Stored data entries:
# # # # # # #

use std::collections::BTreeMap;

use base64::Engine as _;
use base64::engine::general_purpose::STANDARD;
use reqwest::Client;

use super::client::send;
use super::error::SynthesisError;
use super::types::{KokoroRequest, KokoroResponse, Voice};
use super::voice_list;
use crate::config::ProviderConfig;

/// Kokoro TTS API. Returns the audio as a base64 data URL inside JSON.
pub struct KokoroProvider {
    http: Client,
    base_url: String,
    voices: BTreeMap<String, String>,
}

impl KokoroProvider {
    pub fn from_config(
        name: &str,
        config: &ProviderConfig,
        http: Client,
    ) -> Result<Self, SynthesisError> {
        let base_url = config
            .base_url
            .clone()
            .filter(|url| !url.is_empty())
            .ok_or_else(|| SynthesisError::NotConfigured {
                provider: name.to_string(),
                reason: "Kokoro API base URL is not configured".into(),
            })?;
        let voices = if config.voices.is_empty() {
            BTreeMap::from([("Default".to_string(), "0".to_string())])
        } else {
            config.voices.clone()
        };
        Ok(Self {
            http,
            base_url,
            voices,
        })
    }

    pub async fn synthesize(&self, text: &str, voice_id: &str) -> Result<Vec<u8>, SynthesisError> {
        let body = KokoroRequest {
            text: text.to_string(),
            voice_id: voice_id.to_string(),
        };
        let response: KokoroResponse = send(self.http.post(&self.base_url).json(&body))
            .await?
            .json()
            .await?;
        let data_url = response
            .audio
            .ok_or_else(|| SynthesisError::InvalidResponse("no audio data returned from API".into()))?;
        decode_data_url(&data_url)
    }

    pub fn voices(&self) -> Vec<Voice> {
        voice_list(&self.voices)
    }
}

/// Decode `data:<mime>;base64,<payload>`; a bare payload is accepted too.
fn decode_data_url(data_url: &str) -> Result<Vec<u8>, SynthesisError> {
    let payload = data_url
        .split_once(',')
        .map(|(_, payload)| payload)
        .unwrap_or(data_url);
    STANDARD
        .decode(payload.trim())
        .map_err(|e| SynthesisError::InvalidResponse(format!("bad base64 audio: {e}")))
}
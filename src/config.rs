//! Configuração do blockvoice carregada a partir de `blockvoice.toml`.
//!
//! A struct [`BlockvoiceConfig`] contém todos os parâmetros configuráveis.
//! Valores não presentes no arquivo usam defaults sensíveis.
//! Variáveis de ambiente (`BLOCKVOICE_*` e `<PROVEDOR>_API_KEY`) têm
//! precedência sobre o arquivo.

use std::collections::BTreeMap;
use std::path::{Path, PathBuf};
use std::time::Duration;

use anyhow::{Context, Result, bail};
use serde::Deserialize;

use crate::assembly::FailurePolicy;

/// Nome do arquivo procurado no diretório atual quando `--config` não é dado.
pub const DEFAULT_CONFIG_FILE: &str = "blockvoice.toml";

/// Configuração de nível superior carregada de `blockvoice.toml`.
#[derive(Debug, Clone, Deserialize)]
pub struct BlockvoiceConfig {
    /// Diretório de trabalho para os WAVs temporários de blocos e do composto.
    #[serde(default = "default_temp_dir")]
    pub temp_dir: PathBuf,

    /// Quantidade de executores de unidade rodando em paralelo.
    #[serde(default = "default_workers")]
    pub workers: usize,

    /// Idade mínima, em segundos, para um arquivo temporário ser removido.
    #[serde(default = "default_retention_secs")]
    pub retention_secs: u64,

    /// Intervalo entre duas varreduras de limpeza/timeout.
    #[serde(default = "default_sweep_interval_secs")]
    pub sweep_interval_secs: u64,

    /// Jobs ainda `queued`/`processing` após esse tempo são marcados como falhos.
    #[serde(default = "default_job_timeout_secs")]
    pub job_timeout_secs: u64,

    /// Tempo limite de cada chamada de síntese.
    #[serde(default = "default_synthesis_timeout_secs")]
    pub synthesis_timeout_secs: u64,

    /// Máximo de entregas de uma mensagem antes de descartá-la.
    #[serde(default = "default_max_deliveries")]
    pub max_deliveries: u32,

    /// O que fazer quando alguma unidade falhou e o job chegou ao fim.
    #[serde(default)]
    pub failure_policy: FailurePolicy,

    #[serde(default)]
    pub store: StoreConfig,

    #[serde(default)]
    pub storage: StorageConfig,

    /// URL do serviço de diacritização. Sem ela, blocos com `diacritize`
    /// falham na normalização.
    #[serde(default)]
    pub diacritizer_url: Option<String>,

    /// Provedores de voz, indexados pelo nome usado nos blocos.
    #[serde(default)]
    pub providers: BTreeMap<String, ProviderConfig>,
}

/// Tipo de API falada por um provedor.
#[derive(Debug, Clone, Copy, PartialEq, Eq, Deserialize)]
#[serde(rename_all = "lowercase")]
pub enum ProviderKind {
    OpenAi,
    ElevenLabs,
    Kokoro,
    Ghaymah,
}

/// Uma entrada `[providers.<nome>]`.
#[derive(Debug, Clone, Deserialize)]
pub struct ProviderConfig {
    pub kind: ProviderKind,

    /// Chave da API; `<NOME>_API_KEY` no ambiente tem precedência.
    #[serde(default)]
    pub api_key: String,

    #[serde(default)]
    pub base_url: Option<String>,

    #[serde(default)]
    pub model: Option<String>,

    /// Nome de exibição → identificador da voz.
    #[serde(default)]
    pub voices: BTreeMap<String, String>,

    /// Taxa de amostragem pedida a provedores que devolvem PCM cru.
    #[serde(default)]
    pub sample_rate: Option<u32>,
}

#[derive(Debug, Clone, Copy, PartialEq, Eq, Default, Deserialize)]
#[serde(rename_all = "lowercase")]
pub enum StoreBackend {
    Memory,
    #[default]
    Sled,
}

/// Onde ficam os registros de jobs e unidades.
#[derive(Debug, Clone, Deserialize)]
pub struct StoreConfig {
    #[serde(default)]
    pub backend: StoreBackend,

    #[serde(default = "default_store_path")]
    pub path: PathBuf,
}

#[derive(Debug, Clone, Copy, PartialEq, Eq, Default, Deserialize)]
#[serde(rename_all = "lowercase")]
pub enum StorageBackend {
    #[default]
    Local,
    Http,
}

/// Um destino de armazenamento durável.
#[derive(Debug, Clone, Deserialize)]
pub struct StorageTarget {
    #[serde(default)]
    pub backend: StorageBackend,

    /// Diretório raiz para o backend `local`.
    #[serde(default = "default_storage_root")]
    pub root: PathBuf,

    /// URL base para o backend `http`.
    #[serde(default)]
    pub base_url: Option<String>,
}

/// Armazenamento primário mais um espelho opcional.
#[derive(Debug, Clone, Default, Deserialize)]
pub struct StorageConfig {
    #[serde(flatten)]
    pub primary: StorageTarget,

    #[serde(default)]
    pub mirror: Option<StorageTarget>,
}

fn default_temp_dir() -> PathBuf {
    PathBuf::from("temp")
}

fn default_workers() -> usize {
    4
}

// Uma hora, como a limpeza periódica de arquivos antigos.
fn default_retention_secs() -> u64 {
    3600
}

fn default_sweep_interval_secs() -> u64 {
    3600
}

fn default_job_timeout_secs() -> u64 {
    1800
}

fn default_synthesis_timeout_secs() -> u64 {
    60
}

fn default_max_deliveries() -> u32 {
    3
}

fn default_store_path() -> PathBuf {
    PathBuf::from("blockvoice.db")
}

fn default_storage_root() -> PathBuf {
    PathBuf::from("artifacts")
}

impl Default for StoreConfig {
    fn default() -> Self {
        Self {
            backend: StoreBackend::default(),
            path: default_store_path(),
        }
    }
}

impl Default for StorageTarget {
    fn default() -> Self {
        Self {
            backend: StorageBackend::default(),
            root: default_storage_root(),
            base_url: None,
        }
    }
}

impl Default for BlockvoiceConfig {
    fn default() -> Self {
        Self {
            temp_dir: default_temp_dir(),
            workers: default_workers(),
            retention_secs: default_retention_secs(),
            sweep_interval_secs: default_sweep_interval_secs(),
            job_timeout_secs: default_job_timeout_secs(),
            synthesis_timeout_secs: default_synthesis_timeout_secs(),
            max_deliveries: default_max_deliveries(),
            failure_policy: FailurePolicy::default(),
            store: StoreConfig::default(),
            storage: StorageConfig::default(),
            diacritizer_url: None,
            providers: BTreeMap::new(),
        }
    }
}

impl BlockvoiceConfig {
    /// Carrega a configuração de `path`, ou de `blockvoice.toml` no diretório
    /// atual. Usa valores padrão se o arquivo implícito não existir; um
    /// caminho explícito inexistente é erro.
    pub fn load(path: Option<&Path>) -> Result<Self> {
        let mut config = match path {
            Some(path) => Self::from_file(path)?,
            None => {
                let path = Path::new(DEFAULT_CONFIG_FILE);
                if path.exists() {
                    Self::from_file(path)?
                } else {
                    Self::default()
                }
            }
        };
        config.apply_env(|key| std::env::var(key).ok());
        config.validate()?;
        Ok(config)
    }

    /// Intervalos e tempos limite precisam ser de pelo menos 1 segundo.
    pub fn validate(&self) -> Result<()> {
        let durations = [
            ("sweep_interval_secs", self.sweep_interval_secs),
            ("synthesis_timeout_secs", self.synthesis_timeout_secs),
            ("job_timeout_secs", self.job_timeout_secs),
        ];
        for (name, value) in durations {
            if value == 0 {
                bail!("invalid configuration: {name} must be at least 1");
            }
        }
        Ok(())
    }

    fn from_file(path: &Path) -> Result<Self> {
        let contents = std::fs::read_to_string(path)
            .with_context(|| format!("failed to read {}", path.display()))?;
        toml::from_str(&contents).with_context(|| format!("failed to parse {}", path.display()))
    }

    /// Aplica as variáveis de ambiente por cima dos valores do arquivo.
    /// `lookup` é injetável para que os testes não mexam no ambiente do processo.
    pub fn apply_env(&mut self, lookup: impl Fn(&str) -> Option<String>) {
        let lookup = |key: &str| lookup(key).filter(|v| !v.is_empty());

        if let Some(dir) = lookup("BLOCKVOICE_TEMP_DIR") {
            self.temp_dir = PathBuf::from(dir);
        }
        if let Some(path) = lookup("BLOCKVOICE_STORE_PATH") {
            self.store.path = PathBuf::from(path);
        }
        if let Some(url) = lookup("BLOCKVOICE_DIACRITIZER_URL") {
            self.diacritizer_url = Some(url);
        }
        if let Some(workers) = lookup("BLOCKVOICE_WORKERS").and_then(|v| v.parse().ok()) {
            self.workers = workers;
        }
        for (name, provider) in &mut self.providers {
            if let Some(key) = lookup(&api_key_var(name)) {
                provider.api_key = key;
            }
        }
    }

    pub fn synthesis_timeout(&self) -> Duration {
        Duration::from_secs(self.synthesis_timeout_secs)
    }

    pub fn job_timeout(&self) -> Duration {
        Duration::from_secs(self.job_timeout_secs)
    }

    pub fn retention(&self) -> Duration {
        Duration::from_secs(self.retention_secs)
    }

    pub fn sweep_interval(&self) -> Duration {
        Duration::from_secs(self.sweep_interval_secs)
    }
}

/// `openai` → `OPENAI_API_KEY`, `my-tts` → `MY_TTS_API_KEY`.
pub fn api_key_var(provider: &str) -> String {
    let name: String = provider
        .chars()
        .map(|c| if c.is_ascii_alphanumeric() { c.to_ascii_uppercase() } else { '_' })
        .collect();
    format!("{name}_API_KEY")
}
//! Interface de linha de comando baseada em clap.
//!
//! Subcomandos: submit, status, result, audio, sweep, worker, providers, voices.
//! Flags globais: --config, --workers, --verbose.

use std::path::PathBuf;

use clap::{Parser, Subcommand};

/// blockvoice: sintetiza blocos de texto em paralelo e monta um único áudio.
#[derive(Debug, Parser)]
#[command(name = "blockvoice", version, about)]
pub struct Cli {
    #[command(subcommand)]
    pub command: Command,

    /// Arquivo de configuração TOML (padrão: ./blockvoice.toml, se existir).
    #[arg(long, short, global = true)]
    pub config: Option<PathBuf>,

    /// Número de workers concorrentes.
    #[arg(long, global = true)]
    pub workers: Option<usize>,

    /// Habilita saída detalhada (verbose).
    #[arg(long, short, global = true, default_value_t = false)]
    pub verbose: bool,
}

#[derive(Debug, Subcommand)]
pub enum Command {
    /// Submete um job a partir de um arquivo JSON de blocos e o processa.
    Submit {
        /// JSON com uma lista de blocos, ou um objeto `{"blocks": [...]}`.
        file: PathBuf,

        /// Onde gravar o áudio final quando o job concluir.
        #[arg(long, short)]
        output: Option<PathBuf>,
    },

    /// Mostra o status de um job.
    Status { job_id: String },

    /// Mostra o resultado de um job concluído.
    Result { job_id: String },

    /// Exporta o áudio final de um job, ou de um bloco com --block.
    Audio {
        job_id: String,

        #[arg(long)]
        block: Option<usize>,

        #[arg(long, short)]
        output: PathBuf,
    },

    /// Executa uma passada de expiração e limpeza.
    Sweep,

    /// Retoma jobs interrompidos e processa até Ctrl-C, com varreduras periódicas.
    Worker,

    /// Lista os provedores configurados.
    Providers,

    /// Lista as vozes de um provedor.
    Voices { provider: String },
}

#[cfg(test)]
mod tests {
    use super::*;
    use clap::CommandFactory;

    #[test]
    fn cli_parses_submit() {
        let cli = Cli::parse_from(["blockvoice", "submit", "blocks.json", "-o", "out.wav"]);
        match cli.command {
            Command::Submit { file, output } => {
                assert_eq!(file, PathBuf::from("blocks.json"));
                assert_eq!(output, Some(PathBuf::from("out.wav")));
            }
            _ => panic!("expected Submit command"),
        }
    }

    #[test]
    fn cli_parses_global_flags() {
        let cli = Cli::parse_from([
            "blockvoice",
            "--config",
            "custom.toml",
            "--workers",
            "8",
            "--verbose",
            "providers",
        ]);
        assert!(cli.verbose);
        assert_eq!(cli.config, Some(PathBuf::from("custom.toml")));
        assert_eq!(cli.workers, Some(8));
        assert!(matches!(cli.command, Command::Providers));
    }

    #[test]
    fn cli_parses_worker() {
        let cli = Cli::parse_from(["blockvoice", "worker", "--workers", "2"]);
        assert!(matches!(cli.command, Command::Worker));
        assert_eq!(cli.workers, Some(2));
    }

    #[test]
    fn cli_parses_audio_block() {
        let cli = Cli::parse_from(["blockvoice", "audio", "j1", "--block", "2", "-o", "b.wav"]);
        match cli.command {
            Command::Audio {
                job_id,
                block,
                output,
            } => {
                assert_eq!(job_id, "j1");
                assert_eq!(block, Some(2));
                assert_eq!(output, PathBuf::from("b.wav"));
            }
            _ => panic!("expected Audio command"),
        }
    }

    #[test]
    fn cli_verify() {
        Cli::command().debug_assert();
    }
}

# # # # # # #

Exercise goal →
Show each line in the data where the string "body" appears.

Response below →
        let body = KokoroRequest {
        let response: KokoroResponse = send(self.http.post(&self.base_url).json(&body))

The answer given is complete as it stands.